Pfizer's pioneering product torcetrapib was dropped back in 2006 after an increase in CV death despite an increase in the "protective" HDL-cholesterol with the product, but it was hoped that the problem lay with the drug molecule itself rather than with the mechanism more broadly. Other later trials also raised questions about the benefit of raising HDL, but anacetrapib – the first CETP inhibitor to show an effect on CV outcomes – also has LDL lowering effects.

 

Development of other CETP inhibitor candidates continued after Pfizer's failure, only for them to fall along the way – Eli Lilly & Co. ended the Phase III program for its evacetrapib in late 2015 after the 13,000-patient ACCELERATE CVOT study was stopped for futility. (Also see "Who Suffers From Lilly's Evacetrapib Failure?" - Pink Sheet, 12 Oct, 2015.) And Roche's dalcetrapib failed in the dal-OUTCOMES trial in 2012 although this product has since been acquired by DalCor Pharmaceuticals, which is hoping to find a genetic marker to keep it alive. ( (Also see "Out Of The Ashes: Roche’s Dalcetrapib Data Suggest Still Hope For CETP Inhibitor Class" - Pink Sheet, 12 Nov, 2012.) Also still in development is Amgen Inc.'s AMG-899 at the Phase II stage.

 

Many believed that Merck's continued development of anacetrapib would prove a costly distraction, but others were less pessimistic. "We have long maintained that the market was overly negative on the odds of anacetrapib working," Anderson declared in a June 27 note. "This is because the first two failed CETP inhibitors had no LDL effect (they only raised HDL) – by contrast, Lilly and Merck's drugs both raised HDL and lowered LDL. And Lilly's drug was studied in a much smaller, shorter trial than Merck's, and also in a slightly different patient population – this was Lilly's attempt to yield results more quickly than Merck, but the strategy backfired."

 

Much Remains To Be Seen

A lot will rest on the size of the benefit seen when the full data are released, and by extension the commercial upside for Merck, given that most observers had expected the trial to fail.

 

In this, its comparison with Vytorin's effect in IMPROVE-IT will be illustrative.

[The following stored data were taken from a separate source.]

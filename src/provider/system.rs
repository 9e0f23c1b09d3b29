//! Host-side provider: Spotlight and application folders to find a bundle,
//! the `sdef` utility to extract its dictionary.

use crate::config::{LOCATE_TIMEOUT, ProviderConfig};
use crate::error::DictionaryError;
use crate::provider::DocumentProvider;
use crate::runtime::{CommandOutcome, find_on_path, run_with_timeout};
use std::collections::BTreeSet;
use std::fs;
use std::path::{Path, PathBuf};
use std::process::Command;
use tracing::{debug, warn};

const APP_EXTENSION: &str = "app";
const PREFERRED_ROOTS: [&str; 2] = ["/Applications", "/System/Applications"];
const SCRIPTING_DEFINITION_KEY: &str = "OSAScriptingDefinition";
const APPLESCRIPT_ENABLED_KEY: &str = "NSAppleScriptEnabled";

#[derive(Clone, Debug)]
pub struct SystemProvider {
    config: ProviderConfig,
}

impl SystemProvider {
    pub fn new(config: ProviderConfig) -> Self {
        Self { config }
    }

    /// Ask Spotlight for an application bundle with this display name.
    ///
    /// Any failure (no `mdfind`, timeout, non-zero exit) yields `None` so the
    /// caller can fall back to probing application folders.
    fn spotlight_lookup(&self, app: &str) -> Option<PathBuf> {
        let mdfind = find_on_path("mdfind")?;
        let mut command = Command::new(&mdfind);
        command.arg(spotlight_query(app));

        let output = match run_with_timeout(command, LOCATE_TIMEOUT) {
            Ok(CommandOutcome::Completed(output)) if output.status.success() => output,
            Ok(CommandOutcome::Completed(output)) => {
                warn!(status = ?output.status, "mdfind failed; probing app folders");
                return None;
            }
            Ok(CommandOutcome::TimedOut) => {
                warn!(timeout = ?LOCATE_TIMEOUT, "mdfind timed out; probing app folders");
                return None;
            }
            Err(err) => {
                warn!(error = %err, "unable to run mdfind; probing app folders");
                return None;
            }
        };

        let stdout = String::from_utf8_lossy(&output.stdout);
        let paths: Vec<&str> = stdout
            .lines()
            .map(str::trim)
            .filter(|line| !line.is_empty())
            .collect();
        paths
            .iter()
            .find(|path| PREFERRED_ROOTS.iter().any(|root| path.starts_with(root)))
            .or_else(|| paths.first())
            .map(|path| PathBuf::from(*path))
    }

    fn probe_app_dirs(&self, app: &str) -> Option<PathBuf> {
        self.config
            .app_dirs
            .iter()
            .map(|dir| dir.join(format!("{app}.{APP_EXTENSION}")))
            .find(|candidate| candidate.exists())
    }
}

impl DocumentProvider for SystemProvider {
    fn locate(&self, app: &str) -> Result<PathBuf, DictionaryError> {
        let found = self
            .spotlight_lookup(app)
            .or_else(|| self.probe_app_dirs(app));
        match found {
            Some(path) => {
                debug!(app, path = %path.display(), "located application");
                Ok(path)
            }
            None => Err(DictionaryError::AppNotFound {
                app: app.to_string(),
            }),
        }
    }

    fn fetch_document(&self, path: &Path) -> Result<String, DictionaryError> {
        let program = &self.config.sdef_program;
        let extraction = |detail: String| DictionaryError::Extraction {
            path: path.to_path_buf(),
            detail,
        };

        let mut command = Command::new(program);
        command.arg(path);
        let outcome = run_with_timeout(command, self.config.extract_timeout).map_err(|err| {
            extraction(format!("failed to run {}: {err}", program.to_string_lossy()))
        })?;

        match outcome {
            CommandOutcome::TimedOut => Err(extraction(format!(
                "{} timed out after {}s",
                program.to_string_lossy(),
                self.config.extract_timeout.as_secs()
            ))),
            CommandOutcome::Completed(output) if !output.status.success() => {
                Err(extraction(format!(
                    "stderr: {}",
                    String::from_utf8_lossy(&output.stderr).trim()
                )))
            }
            CommandOutcome::Completed(output) => String::from_utf8(output.stdout)
                .map_err(|_| extraction("output is not valid UTF-8".to_string())),
        }
    }

    fn scriptable_apps(&self, search_dir: Option<&Path>) -> Result<Vec<String>, DictionaryError> {
        let roots: Vec<&Path> = match search_dir {
            Some(dir) => vec![dir],
            None => self.config.app_dirs.iter().map(PathBuf::as_path).collect(),
        };

        let mut bundles = Vec::new();
        for root in roots {
            collect_bundles(root, &mut bundles)?;
        }

        let names: BTreeSet<String> = bundles
            .iter()
            .filter(|bundle| is_scriptable(bundle))
            .filter_map(|bundle| bundle.file_stem().and_then(|s| s.to_str()))
            .map(str::to_string)
            .collect();
        Ok(names.into_iter().collect())
    }
}

fn spotlight_query(app: &str) -> String {
    let escaped = app.replace('\\', "\\\\").replace('\'', "\\'");
    format!(
        "kMDItemDisplayName == '{escaped}' && kMDItemContentType == 'com.apple.application-bundle'"
    )
}

/// Collect `.app` bundles below `dir` without descending into bundles.
///
/// Missing roots are skipped; the default folder list is not expected to
/// exist on every host.
fn collect_bundles(dir: &Path, acc: &mut Vec<PathBuf>) -> Result<(), DictionaryError> {
    if !dir.is_dir() {
        return Ok(());
    }
    let entries = fs::read_dir(dir)
        .map_err(|err| DictionaryError::io(format!("listing {}", dir.display()), err))?;
    for entry in entries {
        let Ok(entry) = entry else {
            continue;
        };
        let path = entry.path();
        if !path.is_dir() {
            continue;
        }
        if path.extension().and_then(|ext| ext.to_str()) == Some(APP_EXTENSION) {
            acc.push(path);
        } else {
            collect_bundles(&path, acc)?;
        }
    }
    Ok(())
}

/// Whether the bundle's `Contents/Info.plist` declares a scripting
/// definition or enables AppleScript.
///
/// Bundles without a readable plist are skipped.
fn is_scriptable(bundle: &Path) -> bool {
    let info = bundle.join("Contents").join("Info.plist");
    let value = match plist::Value::from_file(&info) {
        Ok(value) => value,
        Err(err) => {
            debug!(
                path = %info.display(),
                error = %err,
                "skipping bundle with unreadable Info.plist"
            );
            return false;
        }
    };
    let Some(dict) = value.as_dictionary() else {
        return false;
    };
    dict.contains_key(SCRIPTING_DEFINITION_KEY)
        || dict.get(APPLESCRIPT_ENABLED_KEY).is_some_and(is_enabled)
}

/// `<true/>`, or the `YES` string some older bundles use.
fn is_enabled(value: &plist::Value) -> bool {
    match value {
        plist::Value::Boolean(flag) => *flag,
        plist::Value::String(text) => text.eq_ignore_ascii_case("yes"),
        _ => false,
    }
}
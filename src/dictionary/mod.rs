//! Scripting dictionary model, parser, and read-only views.
//!
//! `parse_document` turns SDEF XML into a `Document`; `QueryEngine` answers
//! name lookups over it and `search` scans it for keywords. Types here carry
//! no I/O: loading and caching live in `cache` and `provider`.

pub mod model;
pub mod parser;
pub mod query;
pub mod search;

pub use model::{
    Class, Command, CommandResult, Document, Element, Enumeration, Enumerator, Parameter,
    Property, Suite,
};
pub use parser::parse_document;
pub use query::{EntityKind, Match, NotFound, QueryEngine, SuiteSummary};
pub use search::{Hit, HitKind, search};
//! # Sync Events
//!
//! The typed event vocabulary shared by every channel consumer: row-level
//! change events, presence records, ephemeral signals, and channel status
//! transitions.

use chrono::{DateTime, Utc};
use serde::{Deserialize, Serialize};
use serde_json::{Map, Value};

/// Kind of row-level change reported by the backend
#[derive(Debug, Clone, Copy, PartialEq, Eq, Hash, Serialize, Deserialize)]
#[serde(rename_all = "UPPERCASE")]
pub enum ChangeKind {
    /// New record inserted
    Insert,
    /// Existing record updated
    Update,
    /// Record deleted
    Delete,
}

impl std::fmt::Display for ChangeKind {
    fn fmt(&self, f: &mut std::fmt::Formatter<'_>) -> std::fmt::Result {
        match self {
            ChangeKind::Insert => write!(f, "INSERT"),
            ChangeKind::Update => write!(f, "UPDATE"),
            ChangeKind::Delete => write!(f, "DELETE"),
        }
    }
}

/// A row-level change pushed by the backend
#[derive(Debug, Clone, Serialize, Deserialize)]
pub struct ChangeEvent {
    /// Change kind
    pub kind: ChangeKind,

    /// Collection name
    pub collection: String,

    /// Record ID
    pub record_id: String,

    /// New record data (for INSERT/UPDATE)
    #[serde(skip_serializing_if = "Option::is_none")]
    pub new_record: Option<Value>,

    /// Old record data (for UPDATE/DELETE)
    #[serde(skip_serializing_if = "Option::is_none")]
    pub old_record: Option<Value>,

    /// Timestamp of the change
    pub timestamp: DateTime<Utc>,
}

impl ChangeEvent {
    /// Create an INSERT event
    pub fn insert(collection: impl Into<String>, record_id: impl Into<String>, data: Value) -> Self {
        Self {
            kind: ChangeKind::Insert,
            collection: collection.into(),
            record_id: record_id.into(),
            new_record: Some(data),
            old_record: None,
            timestamp: Utc::now(),
        }
    }

    /// Create an UPDATE event
    pub fn update(
        collection: impl Into<String>,
        record_id: impl Into<String>,
        old_record: Value,
        new_record: Value,
    ) -> Self {
        Self {
            kind: ChangeKind::Update,
            collection: collection.into(),
            record_id: record_id.into(),
            new_record: Some(new_record),
            old_record: Some(old_record),
            timestamp: Utc::now(),
        }
    }

    /// Create a DELETE event carrying the record as it existed before deletion
    pub fn delete(collection: impl Into<String>, record_id: impl Into<String>, data: Value) -> Self {
        Self {
            kind: ChangeKind::Delete,
            collection: collection.into(),
            record_id: record_id.into(),
            new_record: None,
            old_record: Some(data),
            timestamp: Utc::now(),
        }
    }

    /// The record payload relevant for this event: the new data for
    /// inserts/updates, the pre-deletion data for deletes.
    pub fn record(&self) -> Option<&Value> {
        self.new_record.as_ref().or(self.old_record.as_ref())
    }
}

/// An actor's declared "I am here" state on a channel
#[derive(Debug, Clone, Serialize, Deserialize)]
pub struct PresenceRecord {
    /// Actor ID
    pub actor_id: String,

    /// When the actor joined the channel
    pub connected_at: DateTime<Utc>,

    /// Actor-declared custom state
    pub state: Map<String, Value>,
}

impl PresenceRecord {
    /// Create a new presence record stamped with the current time
    pub fn new(actor_id: impl Into<String>, state: Map<String, Value>) -> Self {
        Self {
            actor_id: actor_id.into(),
            connected_at: Utc::now(),
            state,
        }
    }

    /// Merge a partial state patch into this record's state (old ∪ patch).
    /// The backend receives the full merged state on re-publish, never a
    /// partial patch.
    pub fn merged_with(&self, patch: &Map<String, Value>) -> Self {
        let mut state = self.state.clone();
        for (k, v) in patch {
            state.insert(k.clone(), v.clone());
        }
        Self {
            actor_id: self.actor_id.clone(),
            connected_at: self.connected_at,
            state,
        }
    }
}

/// A transient broadcast message. Never stored, only forwarded to the
/// subscribers present at the time of send.
#[derive(Debug, Clone, Serialize, Deserialize)]
pub struct SignalMessage {
    /// Event name (user-defined)
    pub event: String,

    /// Payload
    pub payload: Value,

    /// Timestamp
    pub sent_at: DateTime<Utc>,
}

impl SignalMessage {
    /// Create a new signal message
    pub fn new(event: impl Into<String>, payload: Value) -> Self {
        Self {
            event: event.into(),
            payload,
            sent_at: Utc::now(),
        }
    }
}

/// Connection state of a channel, surfaced to callers as a boolean-ish
/// connectivity signal. The transport never auto-reconnects.
#[derive(Debug, Clone, Copy, PartialEq, Eq)]
pub enum ChannelStatus {
    /// Opened but not yet subscribed
    Opened,
    /// Subscribe handshake confirmed
    Subscribed,
    /// Channel-level error
    ChannelError,
    /// Subscribe or delivery timed out
    TimedOut,
    /// Closed by the owner
    Closed,
}

impl ChannelStatus {
    /// Whether this state counts as connected
    pub fn is_connected(&self) -> bool {
        matches!(self, ChannelStatus::Subscribed)
    }
}

/// Everything a channel can deliver to its owner
#[derive(Debug, Clone)]
pub enum ChannelEvent {
    /// A row-level change matching the channel's descriptor
    Change(ChangeEvent),

    /// An ephemeral broadcast message
    Signal(SignalMessage),

    /// The channel's presence table changed; consumers should resync
    PresenceSync,

    /// Connection state transition
    Status(ChannelStatus),
}

#[cfg(test)]
mod tests {
    use super::*;
    use serde_json::json;

    #[test]
    fn test_change_kind_display() {
        assert_eq!(ChangeKind::Insert.to_string(), "INSERT");
        assert_eq!(ChangeKind::Update.to_string(), "UPDATE");
        assert_eq!(ChangeKind::Delete.to_string(), "DELETE");
    }

    #[test]
    fn test_insert_event() {
        let event = ChangeEvent::insert("projects", "p1", json!({"title": "Drive"}));

        assert_eq!(event.kind, ChangeKind::Insert);
        assert_eq!(event.collection, "projects");
        assert!(event.new_record.is_some());
        assert!(event.old_record.is_none());
        assert_eq!(event.record().unwrap()["title"], "Drive");
    }

    #[test]
    fn test_update_event() {
        let event = ChangeEvent::update(
            "projects",
            "p1",
            json!({"title": "Old"}),
            json!({"title": "New"}),
        );

        assert_eq!(event.kind, ChangeKind::Update);
        assert_eq!(event.record().unwrap()["title"], "New");
    }

    #[test]
    fn test_delete_event_carries_old_record() {
        let event = ChangeEvent::delete("projects", "p1", json!({"title": "Gone"}));

        assert_eq!(event.kind, ChangeKind::Delete);
        assert!(event.new_record.is_none());
        assert_eq!(event.record().unwrap()["title"], "Gone");
    }

    #[test]
    fn test_presence_merge_is_union() {
        let mut state = Map::new();
        state.insert("status".to_string(), json!("online"));
        state.insert("page".to_string(), json!("/budgets"));

        let record = PresenceRecord::new("actor-1", state);

        let mut patch = Map::new();
        patch.insert("page".to_string(), json!("/reports"));

        let merged = record.merged_with(&patch);
        assert_eq!(merged.state["status"], json!("online"));
        assert_eq!(merged.state["page"], json!("/reports"));
        assert_eq!(merged.connected_at, record.connected_at);
    }

    #[test]
    fn test_status_connectivity() {
        assert!(ChannelStatus::Subscribed.is_connected());
        assert!(!ChannelStatus::ChannelError.is_connected());
        assert!(!ChannelStatus::TimedOut.is_connected());
        assert!(!ChannelStatus::Closed.is_connected());
    }
}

While the CETP inhibitors were moving through the clinic (mostly to oblivion), Merck had success with the major CVOT trial for its older combination dyslipidemia product Vytorin (ezetimibe/simvastatin) – showing a more than 6% benefit and hitting statistical significance in the 18,000-patient study. However, the data did not convince the FDA to add the CV risk reduction claim to its label. (Also see "FDA’s Zetia/Vytorin Rejection Leaves Cholesterol Drug Sponsors In Limbo" - Pink Sheet, 16 Feb, 2016.) Although sales for the Zetia/Vytorin franchise have slackened recently, revenues for 2016 still hit $3.7bn.

 

Raffat points out that while REVEAL was powered to show a 15% relative risk reduction, the fact that it has met its primary endpoint does not mean that it was as effective as this. "REVEAL is an even bigger trial [than IMPROVE-IT] … so perhaps it could have hit [statistical significance] at as low as about 5% potentially," Raffat said. "Overall, we get a sense that the magnitude of benefit is likely modest … perhaps in single digits."